On this album it is true that most of the instrumental basis was composed by Guy and that Dirk wrote the lyrics. We now play a new song live which was based on a guitar riff that Wim started to play during a rehearsal. In the future we will probably tend to a combination of both working methods. We are six in the band and have a both professional and family busy life, therefore it is difficult to spend hours or days with the six of us keeping composing new songs. It will always be a process where someone brings an idea along or even already has a complete basis for a song. Dirk will probably still keep focusing on the lyrics. He is the poet of the gang.
The album has a good balance between atmospheric and straightforward songs. You even looked for different sounds and atmospheres. Was this diversity important to you?
It is more a natural development. As already said before, we have different musical influences and backgrounds, and these influences naturally find their way in the creative process. We also simply find it more fun to play a diverse set and to experiment with styles and sounds, between songs as well as within a song. We also work quite hard in rehearsals on the dynamics of a song.
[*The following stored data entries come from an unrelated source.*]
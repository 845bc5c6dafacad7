//! # Live Layer Error Types
//!
//! What the terminal gets back from the live layer.
//!
//! ## Error Hierarchy
//! ```text
//! ┌─────────────────────────────────────────────────────────────────────────┐
//! │                       Live Layer Error Categories                       │
//! │                                                                         │
//! │  ┌─────────────────┐  ┌─────────────────┐  ┌─────────────────────────┐ │
//! │  │  Configuration  │  │     Domain      │  │     Storage             │ │
//! │  │                 │  │                 │  │                         │ │
//! │  │  InvalidConfig  │  │  Core(..)       │  │  Database(..)           │ │
//! │  │  MissingTeller  │  │  AlreadyClaimed │  │  (transient ones are    │ │
//! │  │  ConfigLoad/Save│  │  Insufficient.. │  │   retryable)            │ │
//! │  └─────────────────┘  └─────────────────┘  └─────────────────────────┘ │
//! │                                                                         │
//! │  ┌─────────────────┐  ┌─────────────────────────────────────────────┐  │
//! │  │   Live state    │  │                 Internal                    │  │
//! │  │                 │  │                                             │  │
//! │  │  NotConfigured  │  │  ChannelError, ShuttingDown, Internal       │  │
//! │  │  NoActiveEvent  │  │                                             │  │
//! │  └─────────────────┘  └─────────────────────────────────────────────┘  │
//! └─────────────────────────────────────────────────────────────────────────┘
//! ```

use ringside_core::{CoreError, ValidationError};
use ringside_db::DbError;
use thiserror::Error;

/// Result type alias for live layer operations.
pub type SyncResult<T> = Result<T, SyncError>;

#[derive(Debug, Error)]
pub enum SyncError {
    // =========================================================================
    // Configuration Errors
    // =========================================================================
    /// Invalid terminal configuration.
    #[error("Invalid terminal configuration: {0}")]
    InvalidConfig(String),

    /// No teller configured for this terminal.
    #[error("Teller ID not configured. Set [teller] id or RINGSIDE_TELLER_ID.")]
    MissingTellerId,

    /// Failed to load config file.
    #[error("Failed to load config: {0}")]
    ConfigLoadFailed(String),

    /// Failed to save config file.
    #[error("Failed to save config: {0}")]
    ConfigSaveFailed(String),

    // =========================================================================
    // Domain Errors
    // =========================================================================
    /// Wagering rule or receipt failure.
    #[error(transparent)]
    Core(#[from] CoreError),

    // =========================================================================
    // Storage Errors
    // =========================================================================
    #[error("Database error: {0}")]
    Database(#[from] DbError),

    // =========================================================================
    // Live State Errors
    // =========================================================================
    /// The live config has not been received yet.
    #[error("Live configuration not available yet")]
    NotConfigured,

    /// The config points at an event this terminal cannot see.
    #[error("Fight #{0} is not available on this terminal")]
    NoActiveEvent(i64),

    // =========================================================================
    // Internal Errors
    // =========================================================================
    /// Channel send/receive failed.
    #[error("Channel error: {0}")]
    ChannelError(String),

    /// Session is shutting down.
    #[error("Terminal session is shutting down")]
    ShuttingDown,

    #[error("Internal error: {0}")]
    Internal(String),
}

// =============================================================================
// Error Conversions
// =============================================================================

impl From<ValidationError> for SyncError {
    fn from(err: ValidationError) -> Self {
        SyncError::Core(CoreError::Validation(err))
    }
}

impl From<std::io::Error> for SyncError {
    fn from(err: std::io::Error) -> Self {
        SyncError::ConfigLoadFailed(err.to_string())
    }
}

impl From<toml::de::Error> for SyncError {
    fn from(err: toml::de::Error) -> Self {
        SyncError::ConfigLoadFailed(err.to_string())
    }
}

impl From<toml::ser::Error> for SyncError {
    fn from(err: toml::ser::Error) -> Self {
        SyncError::ConfigSaveFailed(err.to_string())
    }
}

// =============================================================================
// Error Categorization
// =============================================================================

impl SyncError {
    /// Returns true if repeating the same call later can succeed.
    ///
    /// A claim that lost to another terminal or was refused for lack of
    /// float is final. Retrying it is how double payouts happen.
    pub fn is_retryable(&self) -> bool {
        match self {
            SyncError::Database(err) => err.is_transient(),
            SyncError::Core(CoreError::PartitionUnavailable { .. }) => true,
            SyncError::NotConfigured | SyncError::NoActiveEvent(_) => true,
            _ => false,
        }
    }

    /// Returns true if the teller should see this message as-is.
    pub fn is_user_facing(&self) -> bool {
        match self {
            SyncError::Core(err) => !matches!(
                err,
                CoreError::InvalidPartition(_) | CoreError::CounterAllocationFailed { .. }
            ),
            SyncError::NotConfigured | SyncError::NoActiveEvent(_) | SyncError::MissingTellerId => true,
            _ => false,
        }
    }

    /// Returns true if this error indicates a configuration problem.
    pub fn is_config_error(&self) -> bool {
        matches!(
            self,
            SyncError::InvalidConfig(_)
                | SyncError::MissingTellerId
                | SyncError::ConfigLoadFailed(_)
                | SyncError::ConfigSaveFailed(_)
        )
    }
}

#[cfg(test)]
mod tests {
    use super::*;
    use ringside_core::Money;

    #[test]
    fn test_terminal_claim_states_are_not_retryable() {
        let claimed: SyncError = CoreError::AlreadyClaimed {
            wager_id: "2025-10-0001".into(),
            claimed_at: None,
        }
        .into();
        let short: SyncError = CoreError::InsufficientBalance {
            balance: Money::from_pesos(900),
            payout: Money::from_pesos(950),
        }
        .into();

        assert!(!claimed.is_retryable());
        assert!(!short.is_retryable());
        assert!(claimed.is_user_facing());
        assert!(short.is_user_facing());
    }

    #[test]
    fn test_retryable_errors() {
        assert!(SyncError::Database(DbError::PoolExhausted).is_retryable());
        assert!(SyncError::NotConfigured.is_retryable());
        assert!(!SyncError::Database(DbError::not_found("Wager", "x")).is_retryable());
        assert!(!SyncError::InvalidConfig("bad".into()).is_retryable());
    }

    #[test]
    fn test_validation_converts_through_core() {
        let err: SyncError = ValidationError::MustBePositive {
            field: "amount".into(),
        }
        .into();
        assert!(matches!(err, SyncError::Core(CoreError::Validation(_))));
        assert_eq!(err.to_string(), "Validation error: amount must be positive");
    }
}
On the CD version there is a bonus track – ‘Liefde is oorlog – which does not appear on the digital release. Moreover it is sung in Dutch. What made you sing in your mother tongue?
This also came spontaneously. Dirk kept playing the song in his car but didn’t manage to find English lyrics for it. Suddenly the text “Liefde Is Oorlog came to his mind. Once he was back home, it took him five minutes to write the rest of the song. A moment of pure instinct. Of course we talked a lot about it and in the end there was also an English version that was written and sung but for a certain reason these texts did not sound as convincing. We don’t exclude to have other songs in Dutch but for sure we won’t force it.
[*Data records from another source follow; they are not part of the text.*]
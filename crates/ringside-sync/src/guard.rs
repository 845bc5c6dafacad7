//! # Settlement Guard
//!
//! Redeems a scanned bet receipt exactly once.
//!
//! ## Redemption Order
//! ```text
//! ┌─────────────────────────────────────────────────────────────────────────┐
//! │  decode payload                 → MalformedReceipt                      │
//! │  load wager (receipt teller,                                            │
//! │    month of placed_at, then the                                         │
//! │    neighbouring months)         → WagerNotFound                         │
//! │  already claimed?               → AlreadyClaimed { claimed_at }         │
//! │  receipt matches wager?         → MalformedReceipt                      │
//! │  load event                     → EventNotFound                         │
//! │  assess                         PENDING / LOST → payout 0, no writes    │
//! │  float covers payout?           → InsufficientBalance, no writes        │
//! │  conditional claim              lost the race → AlreadyClaimed          │
//! │  ─────────── claim is durable; nothing below can undo it ───────────   │
//! │  CASH_OUT ledger entry          failure is logged only                  │
//! │  PAYOUT RECEIPT print job                                               │
//! └─────────────────────────────────────────────────────────────────────────┘
//! ```

use chrono::{DateTime, Duration, Utc};
use ringside_core::balance::BalanceGate;
use ringside_core::print::PrintJob;
use ringside_core::receipt::ReceiptCodec;
use ringside_core::settlement::{Assessment, Settlement, SettlementStatus};
use ringside_core::{
    CoreError, EntityKind, LedgerEntry, LedgerKind, Money, PartitionKey, PartitionResolver, Receipt,
    TellerIdentity, WagerRecord,
};
use ringside_db::{ClaimOutcome, WagerKey};
use serde::Serialize;
use tracing::{info, warn};
use uuid::Uuid;

use crate::error::SyncResult;
use crate::store::LiveStore;

/// Widest gap between two terminals' UTC offsets.
const MAX_OFFSET_SPREAD_HOURS: i64 = 48;

/// Result of a redemption that did not fail.
#[derive(Debug, Clone, PartialEq, Serialize)]
pub struct Redemption {
    pub assessment: Assessment,
    /// The wager as stored after this call.
    pub wager: WagerRecord,
    /// Set only when this call claimed the payout.
    pub print_job: Option<PrintJob>,
}

impl Redemption {
    pub fn status(&self) -> SettlementStatus {
        self.assessment.status
    }

    pub fn payout(&self) -> Money {
        self.assessment.payout
    }
}

#[derive(Debug, Clone)]
pub struct SettlementGuard {
    store: LiveStore,
    resolver: PartitionResolver,
    /// The teller paying out; the CASH_OUT leaves this drawer.
    teller: TellerIdentity,
}

impl SettlementGuard {
    pub fn new(store: LiveStore, resolver: PartitionResolver, teller: TellerIdentity) -> Self {
        SettlementGuard {
            store,
            resolver,
            teller,
        }
    }

    /// Redeems a scanned QR payload against the paying teller's `balance`.
    pub async fn redeem(&self, payload: &str, balance: Money) -> SyncResult<Redemption> {
        let receipt = ReceiptCodec::decode(payload)?;
        self.redeem_receipt(&receipt, balance, Utc::now()).await
    }

    pub async fn redeem_receipt(&self, receipt: &Receipt, balance: Money, at: DateTime<Utc>) -> SyncResult<Redemption> {
        let (key, wager) = self.find_wager(receipt).await?;

        Settlement::ensure_unclaimed(&wager)?;
        Settlement::ensure_matches(receipt, &wager)?;

        let event_partition = PartitionKey::parse(&receipt.partition_key).map_err(|err| CoreError::MalformedReceipt {
            reason: err.to_string(),
        })?;
        let event = self
            .store
            .db()
            .events()
            .get(event_partition.as_str(), &receipt.event_id)
            .await?
            .ok_or_else(|| CoreError::EventNotFound(receipt.event_id.clone()))?;

        let assessment = Settlement::assess(&wager, &event);
        if assessment.status != SettlementStatus::Won {
            info!(
                wager_id = %wager.id,
                status = ?assessment.status,
                outcome = %assessment.outcome,
                "Receipt checked, nothing to pay"
            );
            return Ok(Redemption {
                assessment,
                wager,
                print_job: None,
            });
        }

        BalanceGate::check(balance, assessment.payout)?;

        let claimed_at = match self.store.claim(&key, at).await? {
            ClaimOutcome::Claimed { claimed_at } => claimed_at,
            ClaimOutcome::AlreadyClaimed { claimed_at } => {
                return Err(CoreError::AlreadyClaimed {
                    wager_id: wager.id,
                    claimed_at,
                }
                .into())
            }
            ClaimOutcome::NotFound => return Err(CoreError::WagerNotFound(wager.id).into()),
        };
        info!(
            wager_id = %wager.id,
            payout = %assessment.payout,
            teller = %self.teller.id,
            "Payout claimed"
        );

        let entry = LedgerEntry {
            id: Uuid::new_v4().to_string(),
            teller_id: self.teller.id.clone(),
            kind: LedgerKind::CashOut,
            amount: assessment.payout,
            recorded_at: claimed_at,
            wager_id: Some(wager.id.clone()),
            event_number: Some(wager.event_number),
            side: Some(wager.side),
            reason: format!("Payout for {} - Fight #{}", wager.id, wager.event_number),
        };
        if let Err(err) = self.store.append_ledger(&entry).await {
            warn!(wager_id = %wager.id, error = %err, "Payout claimed but CASH_OUT entry was not recorded");
        }

        let wager = WagerRecord {
            payout_claimed: true,
            payout_claimed_at: Some(claimed_at),
            ..wager
        };
        let print_job = PrintJob::payout_receipt(&wager, &assessment, self.resolver.offset());
        Ok(Redemption {
            assessment,
            wager,
            print_job: Some(print_job),
        })
    }

    /// Loads the wager a receipt points at.
    ///
    /// The placing terminal picked the partition in its own offset, which
    /// can put `placed_at` in the month before or after ours.
    async fn find_wager(&self, receipt: &Receipt) -> SyncResult<(WagerKey, WagerRecord)> {
        let pair = self.resolver.resolve(EntityKind::Wager, receipt.placed_at)?;
        let next = receipt
            .placed_at
            .checked_add_signed(Duration::hours(MAX_OFFSET_SPREAD_HOURS))
            .and_then(|later| self.resolver.current(EntityKind::Wager, later).ok());
        let mut candidates = vec![pair.current];
        for key in std::iter::once(pair.previous).chain(next) {
            if !candidates.contains(&key) {
                candidates.push(key);
            }
        }

        let wagers = self.store.db().wagers();
        for partition in candidates {
            let key = WagerKey {
                teller_id: receipt.teller_id.clone(),
                partition_key: partition.to_string(),
                wager_id: receipt.wager_id.clone(),
            };
            if let Some(wager) = wagers.get(&key).await? {
                return Ok((key, wager));
            }
        }
        Err(CoreError::WagerNotFound(receipt.wager_id.clone()).into())
    }
}

#[cfg(test)]
mod tests {
    use super::*;
    use crate::error::SyncError;
    use crate::testing;
    use chrono::TimeZone;
    use ringside_core::{Odds, Outcome, Side};

    struct Fixture {
        guard: SettlementGuard,
        store: LiveStore,
        payload: String,
    }

    /// P500 on MERON at 1.90, with the event resolved to `outcome`.
    async fn fixture(outcome: Outcome) -> Fixture {
        let store = testing::store().await;
        let mut event = testing::event("F77", 77);
        event.meron_pool = Money::from_pesos(500);
        event.meron_odds = Odds::from_bps(19_000);
        store.insert_event(&event).await.unwrap();
        if outcome.is_resolved() {
            store.resolve_event("events_2025_10", "F77", outcome).await.unwrap();
        }

        let wager = testing::wager("2025-10-0001", &event, Side::Meron, 500);
        store.db().wagers().insert(&wager).await.unwrap();
        let payload = ReceiptCodec::encode(&Receipt::for_wager(&wager)).unwrap();

        let guard = SettlementGuard::new(store.clone(), PartitionResolver::new(480).unwrap(), testing::teller());
        Fixture { guard, store, payload }
    }

    async fn stored_wager(store: &LiveStore) -> WagerRecord {
        let key = WagerKey {
            teller_id: "teller-9".into(),
            partition_key: "wagers_2025_10".into(),
            wager_id: "2025-10-0001".into(),
        };
        store.db().wagers().get(&key).await.unwrap().unwrap()
    }

    #[tokio::test]
    async fn test_winning_receipt_pays_once() {
        let f = fixture(Outcome::Meron).await;

        let first = f.guard.redeem(&f.payload, Money::from_pesos(1000)).await.unwrap();
        assert_eq!(first.status(), SettlementStatus::Won);
        assert_eq!(first.payout(), Money::from_pesos(950));
        let job = first.print_job.unwrap();
        assert_eq!(job.title, "PAYOUT RECEIPT");
        assert!(job.lines.contains(&"PAYOUT: P950".to_string()));

        let claimed_at = stored_wager(&f.store).await.payout_claimed_at;
        assert!(claimed_at.is_some());

        let err = f.guard.redeem(&f.payload, Money::from_pesos(1000)).await.unwrap_err();
        match err {
            SyncError::Core(CoreError::AlreadyClaimed { claimed_at: at, .. }) => assert_eq!(at, claimed_at),
            other => panic!("expected AlreadyClaimed, got {other:?}"),
        }

        let wager = stored_wager(&f.store).await;
        assert!(wager.payout_claimed);
        assert_eq!(wager.payout_claimed_at, claimed_at, "claim time never moves");

        let entries = f
            .store
            .db()
            .ledger()
            .list_between("teller-9", testing::at(0, 0), Utc::now() + chrono::Duration::days(1))
            .await
            .unwrap();
        let payouts: Vec<&LedgerEntry> = entries.iter().filter(|e| e.kind == LedgerKind::CashOut).collect();
        assert_eq!(payouts.len(), 1);
        assert_eq!(payouts[0].amount, Money::from_pesos(950));
    }

    #[tokio::test]
    async fn test_short_float_refuses_without_claiming() {
        let f = fixture(Outcome::Meron).await;

        let err = f.guard.redeem(&f.payload, Money::from_pesos(900)).await.unwrap_err();
        assert!(matches!(err, SyncError::Core(CoreError::InsufficientBalance { .. })));
        assert!(!stored_wager(&f.store).await.payout_claimed);

        // Topped up, the same receipt goes through.
        let paid = f.guard.redeem(&f.payload, Money::from_pesos(1000)).await.unwrap();
        assert_eq!(paid.payout(), Money::from_pesos(950));
    }

    #[tokio::test]
    async fn test_pending_event_pays_nothing_and_changes_nothing() {
        let f = fixture(Outcome::Pending).await;
        let before = stored_wager(&f.store).await;

        let result = f.guard.redeem(&f.payload, Money::from_pesos(1000)).await.unwrap();
        assert_eq!(result.status(), SettlementStatus::Pending);
        assert_eq!(result.payout(), Money::zero());
        assert!(result.print_job.is_none());
        assert_eq!(stored_wager(&f.store).await, before);
    }

    #[tokio::test]
    async fn test_losing_receipt_is_not_claimed() {
        let f = fixture(Outcome::Wala).await;
        let result = f.guard.redeem(&f.payload, Money::from_pesos(1000)).await.unwrap();
        assert_eq!(result.status(), SettlementStatus::Lost);
        assert_eq!(result.payout(), Money::zero());
        assert!(!stored_wager(&f.store).await.payout_claimed);
    }

    #[tokio::test]
    async fn test_lookup_failures() {
        let f = fixture(Outcome::Meron).await;

        let err = f.guard.redeem("fight_id=F77,bet_id=2025-10-0001", Money::from_pesos(1000)).await.unwrap_err();
        assert!(matches!(err, SyncError::Core(CoreError::MalformedReceipt { .. })));

        let unknown = f.payload.replace("bet_id=2025-10-0001", "bet_id=2025-10-0999");
        let err = f.guard.redeem(&unknown, Money::from_pesos(1000)).await.unwrap_err();
        assert!(matches!(err, SyncError::Core(CoreError::WagerNotFound(_))));

        let forged = f.payload.replace("fight_id=F77", "fight_id=F78");
        let err = f.guard.redeem(&forged, Money::from_pesos(1000)).await.unwrap_err();
        assert!(matches!(err, SyncError::Core(CoreError::MalformedReceipt { .. })));
    }

    /// Stores a wager placed at 00:30 on October 1st, +08:00, in `partition`.
    async fn boundary_wager(store: &LiveStore, partition: &str) -> String {
        let event = store.db().events().get("events_2025_10", "F77").await.unwrap().unwrap();
        let wager = WagerRecord {
            id: "2025-10-0002".to_string(),
            partition_key: partition.to_string(),
            placed_at: Utc.with_ymd_and_hms(2025, 9, 30, 16, 30, 0).unwrap(),
            ..testing::wager("2025-10-0002", &event, Side::Meron, 500)
        };
        store.db().wagers().insert(&wager).await.unwrap();
        ReceiptCodec::encode(&Receipt::for_wager(&wager)).unwrap()
    }

    #[tokio::test]
    async fn test_redeems_wager_filed_in_the_previous_month() {
        let f = fixture(Outcome::Meron).await;
        let payload = boundary_wager(&f.store, "wagers_2025_09").await;

        let paid = f.guard.redeem(&payload, Money::from_pesos(1000)).await.unwrap();
        assert_eq!(paid.status(), SettlementStatus::Won);
        assert_eq!(paid.wager.partition_key, "wagers_2025_09");
        assert!(paid.wager.payout_claimed);
    }

    #[tokio::test]
    async fn test_redeems_wager_filed_in_the_next_month() {
        let f = fixture(Outcome::Meron).await;
        let payload = boundary_wager(&f.store, "wagers_2025_10").await;

        // A UTC terminal reads 2025-09-30T16:30Z as September.
        let guard = SettlementGuard::new(f.store.clone(), PartitionResolver::new(0).unwrap(), testing::teller());
        let paid = guard.redeem(&payload, Money::from_pesos(1000)).await.unwrap();
        assert_eq!(paid.payout(), Money::from_pesos(950));

        let err = guard.redeem(&payload, Money::from_pesos(1000)).await.unwrap_err();
        assert!(matches!(err, SyncError::Core(CoreError::AlreadyClaimed { .. })));
    }

    #[tokio::test]
    async fn test_concurrent_redemptions_pay_once() {
        let f = fixture(Outcome::Meron).await;
        let mut handles = Vec::new();
        for _ in 0..8 {
            let guard = f.guard.clone();
            let payload = f.payload.clone();
            handles.push(tokio::spawn(async move { guard.redeem(&payload, Money::from_pesos(5000)).await }));
        }

        let mut paid = 0;
        for handle in handles {
            match handle.await.unwrap() {
                Ok(redemption) => {
                    assert_eq!(redemption.payout(), Money::from_pesos(950));
                    paid += 1;
                }
                Err(SyncError::Core(CoreError::AlreadyClaimed { .. })) => {}
                Err(other) => panic!("unexpected error {other:?}"),
            }
        }
        assert_eq!(paid, 1);
    }
}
You had ’15 seconds of fame’ as a homeband in De Ideale Wereld on Canvas. How have you been selected for it, and which impact did these 15 seconds have on the band?
Bart, our keyboard player, works as an IT officer at Woestijnvis and registered us. Maybe this had an influence, I will never know. It was a very fun experience. The main guest was Mia Doornaert and Wim, who is a professional photographer, had already done a photoshoot with her. Right away she recognized him, and the two starting to chat during the show, while the Ideale Wereld team certainly didn’t expect it. But if this had a real impact on the band, we don’t think so. Everything’s so volatile in the media.
Your performance at W-Fest on 19 August is very important to you. You did everything to have your CD released on time, and it will be the first time you present the album live. What do you expect?
Ho difficult to say. We will play early in the day, so we hope that people will find the motivation to wake up on time and face their hangover to see us live. We are aware that we are a newcomer band and that it is not easy to motivate people who don’t know you yet to discover us. Fortunately in the meantime our album received several very positive reviews, so it can help! In any case, we can’t wait to play these songs live on a big stage. Which is not that easy in smaller clubs. Wait, smaller clubs have of course their charm, but given we are six on stage, it is a bit more comfortable and exciting to play when you have some more space. Considering that we were booked for W-Fest in May last year – even before we had a try-out yet and before the demo ep was released – we are finally very excited the time has come, the prelude has indeed lasted long enough.